A few of the current intermediate and senior consultants for Adaptiv started off in the same position as Tim and Ferris, and have gone on to have very impressive careers. Consultant George Philips went through the programme previously, and says. it helped his career by “exposing me to a wide range of technologies and strengthening the soft skills that most IT professionals lack by dealing directly with clients.”

Consultant Harris Kristanto also trained as an Adaptiv grad, and it allowed him to “enter the world of systems integration by first supporting Adaptiv’s client base and slowly transitioning into a more development role.”

A hard lesson to learn

Under the guidance of their mentors, our grads have learnt a few valuable lessons that they will practice throughout their career. The biggest learning for both is knowing when to get over their pride and ask for help. “And that there is no stupid question, sometimes it’s better just to ask someone then spend hours trying to figure it out for yourself,” says Ferris.

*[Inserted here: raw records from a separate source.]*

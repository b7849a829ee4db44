//! Validated run configuration.
//!
//! [`ConfigInput`] carries raw user input (from the CLI or from tests);
//! [`RunConfig::from_input`] validates it into the settings a run needs.
//! Every contradiction is a [`ConfigError`] and aborts the run before anything
//! is scheduled.

mod error;
mod naming;
mod proxy;

pub use error::ConfigError;
pub use naming::NamingFlags;
pub use proxy::validate_proxy;

use std::fmt;
use std::path::PathBuf;
use std::str::FromStr;
use std::time::Duration;

use tracing::info;

use crate::download::{
    DEFAULT_QUALITY, DEFAULT_QUEUE_CAPACITY, FILENAME_PREFIX, QUALITIES, TRANSFER_TIMEOUT_SECS,
};
use crate::queue::ItemId;
use crate::scenario::{GlobalPolicy, Scenario, UntaggedPolicy, parse_scenario};
use crate::tags::TagFilter;

/// Upper bound for worker concurrency and queue capacity.
pub const MAX_CONCURRENCY: usize = 100;

/// Maximum rating value (percent).
pub const MAX_RATING: u8 = 100;

/// Largest number of ids a `--start`/`--end` range may expand to.
pub const MAX_RANGE_SPAN: u64 = 1_000_000;

/// How files are created for accepted items.
#[derive(Debug, Clone, Copy, Default, PartialEq, Eq)]
pub enum DownloadMode {
    /// Transfer the payload.
    #[default]
    Full,
    /// Create an empty placeholder file, no network transfer.
    Touch,
    /// No file operation at all.
    Skip,
}

impl DownloadMode {
    /// Returns the command-line spelling.
    #[must_use]
    pub fn as_str(&self) -> &'static str {
        match self {
            Self::Full => "full",
            Self::Touch => "touch",
            Self::Skip => "skip",
        }
    }
}

impl FromStr for DownloadMode {
    type Err = ();

    fn from_str(s: &str) -> Result<Self, Self::Err> {
        match s.to_ascii_lowercase().as_str() {
            "full" => Ok(Self::Full),
            "touch" => Ok(Self::Touch),
            "skip" => Ok(Self::Skip),
            _ => Err(()),
        }
    }
}

impl fmt::Display for DownloadMode {
    fn fmt(&self, f: &mut fmt::Formatter<'_>) -> fmt::Result {
        f.write_str(self.as_str())
    }
}

/// Unvalidated run settings.
#[derive(Debug, Clone)]
pub struct ConfigInput {
    /// Explicit id sequence.
    pub ids: Vec<ItemId>,
    /// First id of a range.
    pub start: Option<ItemId>,
    /// Last id of a range (inclusive).
    pub end: Option<ItemId>,
    /// Destination base folder.
    pub path: PathBuf,
    /// Requested quality.
    pub quality: String,
    /// Proxy URL.
    pub proxy: Option<String>,
    /// Global tag filter expressions.
    pub extra_tags: Vec<String>,
    /// Untagged item policy.
    pub untagged_policy: UntaggedPolicy,
    /// Scenario string.
    pub scenario: Option<String>,
    /// Global score floor.
    pub min_score: Option<i64>,
    /// Global rating floor.
    pub min_rating: Option<u8>,
    /// Naming flags as typed by the user.
    pub naming: String,
    /// File creation mode.
    pub mode: DownloadMode,
    /// Resume or rename existing files.
    pub continue_mode: bool,
    /// Never delete unfinished files.
    pub keep_unfinished: bool,
    /// Write a tag dump at the end of the run.
    pub dump_tags: bool,
    /// Transfer timeout in seconds.
    pub timeout_secs: u64,
    /// Throttle floor in KB/s, zero disables.
    pub throttle_kbps: u64,
    /// Worker concurrency.
    pub concurrency: usize,
    /// Prepared-job queue capacity.
    pub queue_capacity: usize,
    /// Metadata endpoint template with an `{id}` placeholder.
    pub endpoint: String,
}

impl Default for ConfigInput {
    fn default() -> Self {
        Self {
            ids: Vec::new(),
            start: None,
            end: None,
            path: PathBuf::from("."),
            quality: DEFAULT_QUALITY.to_string(),
            proxy: None,
            extra_tags: Vec::new(),
            untagged_policy: UntaggedPolicy::default(),
            scenario: None,
            min_score: None,
            min_rating: None,
            naming: NamingFlags::default().to_string(),
            mode: DownloadMode::default(),
            continue_mode: false,
            keep_unfinished: false,
            dump_tags: false,
            timeout_secs: TRANSFER_TIMEOUT_SECS,
            throttle_kbps: 0,
            concurrency: DEFAULT_QUEUE_CAPACITY,
            queue_capacity: DEFAULT_QUEUE_CAPACITY,
            endpoint: String::new(),
        }
    }
}

/// Validated run settings.
#[derive(Debug, Clone)]
pub struct RunConfig {
    /// Ids to process in order, duplicates removed.
    pub ids: Vec<ItemId>,
    /// Destination base folder.
    pub base: PathBuf,
    /// Proxy URL.
    pub proxy: Option<String>,
    /// Outer classification policy.
    pub global: GlobalPolicy,
    /// Scenario, if configured.
    pub scenario: Option<Scenario>,
    /// Naming flags.
    pub naming: NamingFlags,
    /// Filename prefix.
    pub prefix: String,
    /// File creation mode.
    pub mode: DownloadMode,
    /// Resume or rename existing files.
    pub continue_mode: bool,
    /// Never delete unfinished files.
    pub keep_unfinished: bool,
    /// Write a tag dump at the end of the run.
    pub dump_tags: bool,
    /// Transfer timeout.
    pub timeout: Duration,
    /// Throttle floor in bytes per second, zero disables.
    pub throttle_floor: u64,
    /// Worker concurrency.
    pub concurrency: usize,
    /// Prepared-job queue capacity.
    pub queue_capacity: usize,
    /// Metadata endpoint template.
    pub endpoint: String,
    /// Non-fatal notes about ignored or overridden settings.
    pub notes: Vec<String>,
}

impl RunConfig {
    /// Validates raw input.
    ///
    /// # Errors
    ///
    /// Returns the first [`ConfigError`] found.
    pub fn from_input(input: ConfigInput) -> Result<Self, ConfigError> {
        let ids = collect_ids(&input.ids, input.start, input.end)?;
        check_range("concurrency", input.concurrency, 1, MAX_CONCURRENCY)?;
        check_range("queue capacity", input.queue_capacity, 1, MAX_CONCURRENCY)?;
        if let Some(rating) = input.min_rating
            && rating > MAX_RATING
        {
            return Err(ConfigError::out_of_range(
                "min rating",
                u64::from(rating),
                0,
                u64::from(MAX_RATING),
            ));
        }
        if !QUALITIES.contains(&input.quality.as_str()) {
            return Err(ConfigError::InvalidQuality {
                value: input.quality,
            });
        }
        let naming: NamingFlags = input.naming.parse()?;
        if let Some(proxy) = &input.proxy {
            validate_proxy(proxy)?;
        }
        validate_endpoint(&input.endpoint)?;

        let extra_tags = TagFilter::parse_all(&input.extra_tags).map_err(ConfigError::Tags)?;
        let scenario = input
            .scenario
            .as_deref()
            .map(|raw| parse_scenario(raw, &input.quality))
            .transpose()
            .map_err(ConfigError::Scenario)?;

        let global = GlobalPolicy {
            extra_tags,
            untagged_policy: input.untagged_policy,
            min_score: input.min_score,
            min_rating: input.min_rating,
            quality: input.quality,
        };
        let notes = scenario_notes(&global, scenario.as_ref());

        Ok(Self {
            ids,
            base: input.path,
            proxy: input.proxy,
            global,
            scenario,
            naming,
            prefix: FILENAME_PREFIX.to_string(),
            mode: input.mode,
            continue_mode: input.continue_mode,
            keep_unfinished: input.keep_unfinished,
            dump_tags: input.dump_tags,
            timeout: Duration::from_secs(input.timeout_secs.max(1)),
            throttle_floor: input.throttle_kbps.saturating_mul(1024),
            concurrency: input.concurrency,
            queue_capacity: input.queue_capacity,
            endpoint: input.endpoint,
            notes,
        })
    }

    /// Logs the informational notes at info level.
    pub fn log_notes(&self) {
        for note in &self.notes {
            info!("{note}");
        }
    }
}

fn collect_ids(
    ids: &[ItemId],
    start: Option<ItemId>,
    end: Option<ItemId>,
) -> Result<Vec<ItemId>, ConfigError> {
    if !ids.is_empty() {
        if start.is_some() || end.is_some() {
            return Err(ConfigError::ConflictingIdSources);
        }
        let mut seen = std::collections::HashSet::new();
        return Ok(ids.iter().copied().filter(|id| seen.insert(*id)).collect());
    }
    match (start, end) {
        (Some(start), Some(end)) if start > end => Err(ConfigError::InvalidIdBounds { start, end }),
        (Some(start), Some(end)) => {
            let span = (end - start).saturating_add(1);
            if span > MAX_RANGE_SPAN {
                return Err(ConfigError::RangeTooLarge {
                    start,
                    end,
                    max: MAX_RANGE_SPAN,
                });
            }
            Ok((start..=end).collect())
        }
        (Some(single), None) | (None, Some(single)) => Ok(vec![single]),
        (None, None) => Err(ConfigError::NoIds),
    }
}

fn check_range(option: &'static str, value: usize, min: usize, max: usize) -> Result<(), ConfigError> {
    if (min..=max).contains(&value) {
        Ok(())
    } else {
        Err(ConfigError::out_of_range(
            option,
            value as u64,
            min as u64,
            max as u64,
        ))
    }
}

fn validate_endpoint(endpoint: &str) -> Result<(), ConfigError> {
    if !endpoint.contains("{id}") {
        return Err(ConfigError::invalid_endpoint(endpoint));
    }
    let sample = endpoint.replace("{id}", "1");
    match url::Url::parse(&sample) {
        Ok(url) if matches!(url.scheme(), "http" | "https") => Ok(()),
        _ => Err(ConfigError::invalid_endpoint(endpoint)),
    }
}

fn scenario_notes(global: &GlobalPolicy, scenario: Option<&Scenario>) -> Vec<String> {
    let mut notes = Vec::new();
    if scenario.is_none() {
        return notes;
    }
    if global.untagged_policy != UntaggedPolicy::default() {
        notes.push(format!(
            "scenario is set, untagged policy '{}' is ignored (use -utp inside the scenario)",
            global.untagged_policy
        ));
    }
    if global.quality != DEFAULT_QUALITY {
        notes.push(format!(
            "scenario is set, quality '{}' is only used as the subquery default",
            global.quality
        ));
    }
    if !global.extra_tags.is_empty() {
        let rendered: Vec<String> = global
            .extra_tags
            .expressions()
            .iter()
            .map(ToString::to_string)
            .collect();
        notes.push(format!(
            "extra tags ({}) are applied to every item before the scenario",
            rendered.join(" ")
        ));
    }
    if let Some(min) = global.min_score {
        notes.push(format!("minimum score {min} is applied before the scenario"));
    }
    if let Some(min) = global.min_rating {
        notes.push(format!("minimum rating {min}% is applied before the scenario"));
    }
    notes
}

Writing notes during meetings has been another key lesson for them both, and though it was hard trying to multitask initially, it was handy having something to refer to later.

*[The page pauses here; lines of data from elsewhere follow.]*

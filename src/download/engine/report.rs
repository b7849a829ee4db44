//! Progress snapshots and the final run report.

use std::fmt;
use std::sync::{Mutex, PoisonError};

use tracing::{error, info, warn};

use crate::queue::{ItemId, ItemRecord};

/// Point-in-time view of the scheduler.
#[derive(Debug, Clone, Copy, PartialEq, Eq, Default)]
pub struct Snapshot {
    /// Ids not yet handed to the queue.
    pub backlog: usize,
    /// Prepared jobs waiting for a worker.
    pub queued: usize,
    /// Items owned by a worker.
    pub active: usize,
    /// Files currently being written.
    pub writing: usize,
}

impl fmt::Display for Snapshot {
    fn fmt(&self, f: &mut fmt::Formatter<'_>) -> fmt::Result {
        write!(
            f,
            "[queue] backlog: {}, queued: {}, active: {}, writing: {}",
            self.backlog, self.queued, self.active, self.writing
        )
    }
}

/// Records snapshots, keeping only those that differ from the previous one.
#[derive(Debug, Default)]
pub(crate) struct SnapshotLog {
    history: Mutex<Vec<Snapshot>>,
}

impl SnapshotLog {
    /// Logs and stores `snapshot` if it changed. Returns true when stored.
    pub(crate) fn record(&self, snapshot: Snapshot) -> bool {
        let mut history = self.history.lock().unwrap_or_else(PoisonError::into_inner);
        if history.last() == Some(&snapshot) {
            return false;
        }
        info!("{snapshot}");
        history.push(snapshot);
        true
    }

    pub(crate) fn take(&self) -> Vec<Snapshot> {
        std::mem::take(&mut *self.history.lock().unwrap_or_else(PoisonError::into_inner))
    }
}

/// Outcome of a whole run.
#[derive(Debug, Clone, Default)]
pub struct RunReport {
    /// Items fully transferred (or touched).
    pub completed: usize,
    /// Items already present on disk.
    pub already_exists: usize,
    /// Items rejected by tag/score/scenario rules.
    pub filtered: usize,
    /// Items skipped by mode or by an unavailable payload.
    pub skipped: usize,
    /// Items that do not exist remotely.
    pub not_found: usize,
    /// Items that failed.
    pub failed: usize,
    /// Transfer retries performed.
    pub retried: usize,
    /// Payload bytes written this run.
    pub bytes: u64,
    /// Failed ids, sorted.
    pub failed_ids: Vec<ItemId>,
    /// Not-found ids, sorted.
    pub not_found_ids: Vec<ItemId>,
    /// Ids never dispatched.
    pub residual_backlog: usize,
    /// Paths still registered as being written.
    pub residual_writing: usize,
    /// The run was interrupted.
    pub interrupted: bool,
    /// Every distinct snapshot emitted by the reporter, in order.
    pub snapshots: Vec<Snapshot>,
    /// Processed items, sorted by id.
    pub items: Vec<ItemRecord>,
}

impl RunReport {
    /// Returns the processed record for `id`.
    #[must_use]
    pub fn item(&self, id: ItemId) -> Option<&ItemRecord> {
        self.items.iter().find(|item| item.id == id)
    }

    /// Returns the last emitted snapshot.
    #[must_use]
    pub fn last_snapshot(&self) -> Option<Snapshot> {
        self.snapshots.last().copied()
    }

    /// Returns true if the engine left work behind without being interrupted.
    #[must_use]
    pub fn has_anomaly(&self) -> bool {
        !self.interrupted && (self.residual_backlog > 0 || self.residual_writing > 0)
    }

    /// Logs the summary: counts, then failed and not-found ids.
    pub fn log_summary(&self) {
        info!(
            completed = self.completed,
            already_exists = self.already_exists,
            filtered = self.filtered,
            skipped = self.skipped,
            not_found = self.not_found,
            failed = self.failed,
            retried = self.retried,
            bytes = self.bytes,
            "run finished"
        );
        if !self.not_found_ids.is_empty() {
            info!("{} not found: {}", self.not_found_ids.len(), join_ids(&self.not_found_ids));
        }
        if self.failed_ids.is_empty() {
            info!("no failed items");
        } else {
            warn!("{} failed: {}", self.failed_ids.len(), join_ids(&self.failed_ids));
        }
        if self.has_anomaly() {
            error!(
                backlog = self.residual_backlog,
                writing = self.residual_writing,
                "engine finished with unprocessed work"
            );
        }
    }
}

fn join_ids(ids: &[ItemId]) -> String {
    ids.iter().map(ToString::to_string).collect::<Vec<_>>().join(", ")
}

#[cfg(test)]
#[allow(clippy::unwrap_used)]
mod tests {
    use super::*;

    #[test]
    fn test_snapshot_log_skips_unchanged() {
        let log = SnapshotLog::default();
        let a = Snapshot {
            backlog: 3,
            ..Snapshot::default()
        };
        assert!(log.record(a));
        assert!(!log.record(a));
        assert!(log.record(Snapshot::default()));
        assert_eq!(log.take(), vec![a, Snapshot::default()]);
        assert!(log.take().is_empty());
    }

    #[test]
    fn test_anomaly_ignored_when_interrupted() {
        let mut report = RunReport {
            residual_backlog: 2,
            ..RunReport::default()
        };
        assert!(report.has_anomaly());
        report.interrupted = true;
        assert!(!report.has_anomaly());
    }

    #[test]
    fn test_join_ids() {
        assert_eq!(join_ids(&[1, 5, 9]), "1, 5, 9");
        assert_eq!(join_ids(&[]), "");
    }
}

We asked Adaptiv's Co-Founder and Principal Architect Nikolai Blackie, how training the boys has been so far.

“They’re doing great in terms of actual work but their life skills – not so much,” says Nikolai. “They couldn’t figure out how to turn on the oven for our Friday morning tea and served us undercooked sausage rolls.” Now let me tell you, despite there being several acceptable ways to prepare premade sausage rolls, the consensus is that you heat them in the oven until cooked. However, Tim and Ferris missed this crucial step and served frozen sausage rolls to the team.

“One of the first questions that they asked me in our mentor session was how to cook sausage rolls,” says Nikolai. “I’m worried about them.”

Food for thought

But despite the sausage roll fiasco of 2020 and somehow avoiding food poisoning, the grads have great expectations for where they see themselves in the next five years. Tim has his sights set on a developer or management position, while Ferris hopes to be an integration architect. “And also, I’d like a good holiday once Covid dies down will be nice,” jokes Ferris.

Though the boys are now almost halfway through their grad programme with Adaptiv, and their memories of being students are a blurred. But they do have some good advice for students in their last year of study who wish to apply for the programme.

Be humble in terms of your knowledge. Be patient in finding a job and be confident that you can do it. And don’t be afraid to apply even if you don’t know everything (and you won’t). You can always learn if you have the right mindset, and you never know where you can end up.

“And don’t be afraid to fail; it’s part of learning,” says Ferris.

And with that, the mystery of who Tim and Ferris are was answered. We now know about who they are, what they do, their highs and lows of the programme, and where they see themselves in the future.

And they also answered the age-old question – “how many graduates does it take to cook a sausage roll?”